*Saved data entries*
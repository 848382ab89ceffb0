//! Named vertices in the dependency graph.

use std::sync::Arc;

use crate::item::Item;

/// A named node in the queue's dependency graph.
///
/// A topic exists in [`crate::Queue`]'s topic map iff at least one item
/// currently provides or requires it. `Topic` itself is a passive record;
/// all mutation happens in `Queue` under the monitor lock.
pub struct Topic<V> {
    name: String,
    provided_by: Vec<Arc<Item<V>>>,
    required_by: Vec<Arc<Item<V>>>,
}

impl<V> Topic<V> {
    /// Creates an empty topic. `name` must be non-empty; enforced by the
    /// caller (`Queue`'s get-or-create path), not re-checked here.
    pub(crate) fn new(name: String) -> Self {
        Self {
            name,
            provided_by: Vec::new(),
            required_by: Vec::new(),
        }
    }

    pub fn name(&self) -> &str {
        &self.name
    }

    pub fn provided_by(&self) -> &[Arc<Item<V>>] {
        &self.provided_by
    }

    pub fn required_by(&self) -> &[Arc<Item<V>>] {
        &self.required_by
    }

    pub(crate) fn push_provider(&mut self, item: Arc<Item<V>>) {
        self.provided_by.push(item);
    }

    pub(crate) fn push_requirer(&mut self, item: Arc<Item<V>>) {
        self.required_by.push(item);
    }

    /// Removes `item` (by identity) from `provided_by`. Returns true if it
    /// was present.
    pub(crate) fn remove_provider(&mut self, item: &Arc<Item<V>>) -> bool {
        let before = self.provided_by.len();
        self.provided_by.retain(|i| !Arc::ptr_eq(i, item));
        self.provided_by.len() != before
    }

    /// Removes `item` (by identity) from `required_by`. Returns true if it
    /// was present.
    pub(crate) fn remove_requirer(&mut self, item: &Arc<Item<V>>) -> bool {
        let before = self.required_by.len();
        self.required_by.retain(|i| !Arc::ptr_eq(i, item));
        self.required_by.len() != before
    }

    pub(crate) fn is_empty(&self) -> bool {
        self.provided_by.is_empty() && self.required_by.is_empty()
    }
}

#[cfg(test)]
mod tests {
    use super::*;

    #[test]
    fn new_topic_is_empty() {
        let t = Topic::<()>::new("t".into());
        assert!(t.is_empty());
        assert!(t.provided_by().is_empty());
        assert!(t.required_by().is_empty());
    }

    #[test]
    fn remove_provider_by_identity() {
        let mut t = Topic::<()>::new("t".into());
        let a = Arc::new(Item::new("a".into(), None, vec![], vec![]));
        let b = Arc::new(Item::new("b".into(), None, vec![], vec![]));
        t.push_provider(a.clone());
        t.push_provider(b.clone());
        assert!(t.remove_provider(&a));
        assert_eq!(t.provided_by().len(), 1);
        assert!(!t.remove_provider(&a));
    }
}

*Problem to work on*
In your answer, print every entry exactly as it appears.

*Output below*
repository 848382ab89ceffb0
//! Named vertices in the dependency graph.

use std::sync::Arc;

use crate::item::Item;

/// A named node in the queue's dependency graph.
///
/// A topic exists in [`crate::Queue`]'s topic map iff at least one item
/// currently provides or requires it. `Topic` itself is a passive record;
/// all mutation happens in `Queue` under the monitor lock.
pub struct Topic<V> {
    name: String,
    provided_by: Vec<Arc<Item<V>>>,
    required_by: Vec<Arc<Item<V>>>,
}

impl<V> Topic<V> {
    /// Creates an empty topic. `name` must be non-empty; enforced by the
    /// caller (`Queue`'s get-or-create path), not re-checked here.
    pub(crate) fn new(name: String) -> Self {
        Self {
            name,
            provided_by: Vec::new(),
            required_by: Vec::new(),
        }
    }

    pub fn name(&self) -> &str {
        &self.name
    }

    pub fn provided_by(&self) -> &[Arc<Item<V>>] {
        &self.provided_by
    }

    pub fn required_by(&self) -> &[Arc<Item<V>>] {
        &self.required_by
    }

    pub(crate) fn push_provider(&mut self, item: Arc<Item<V>>) {
        self.provided_by.push(item);
    }

    pub(crate) fn push_requirer(&mut self, item: Arc<Item<V>>) {
        self.required_by.push(item);
    }

    /// Removes `item` (by identity) from `provided_by`. Returns true if it
    /// was present.
    pub(crate) fn remove_provider(&mut self, item: &Arc<Item<V>>) -> bool {
        let before = self.provided_by.len();
        self.provided_by.retain(|i| !Arc::ptr_eq(i, item));
        self.provided_by.len() != before
    }

    /// Removes `item` (by identity) from `required_by`. Returns true if it
    /// was present.
    pub(crate) fn remove_requirer(&mut self, item: &Arc<Item<V>>) -> bool {
        let before = self.required_by.len();
        self.required_by.retain(|i| !Arc::ptr_eq(i, item));
        self.required_by.len() != before
    }

    pub(crate) fn is_empty(&self) -> bool {
        self.provided_by.is_empty() && self.required_by.is_empty()
    }
}

#[cfg(test)]
mod tests {
    use super::*;

    #[test]
    fn new_topic_is_empty() {
        let t = Topic::<()>::new("t".into());
        assert!(t.is_empty());
        assert!(t.provided_by().is_empty());
        assert!(t.required_by().is_empty());
    }

    #[test]
    fn remove_provider_by_identity() {
        let mut t = Topic::<()>::new("t".into());
        let a = Arc::new(Item::new("a".into(), None, vec![], vec![]));
        let b = Arc::new(Item::new("b".into(), None, vec![], vec![]));
        t.push_provider(a.clone());
        t.push_provider(b.clone());
        assert!(t.remove_provider(&a));
        assert_eq!(t.provided_by().len(), 1);
        assert!(!t.remove_provider(&a));
    }
}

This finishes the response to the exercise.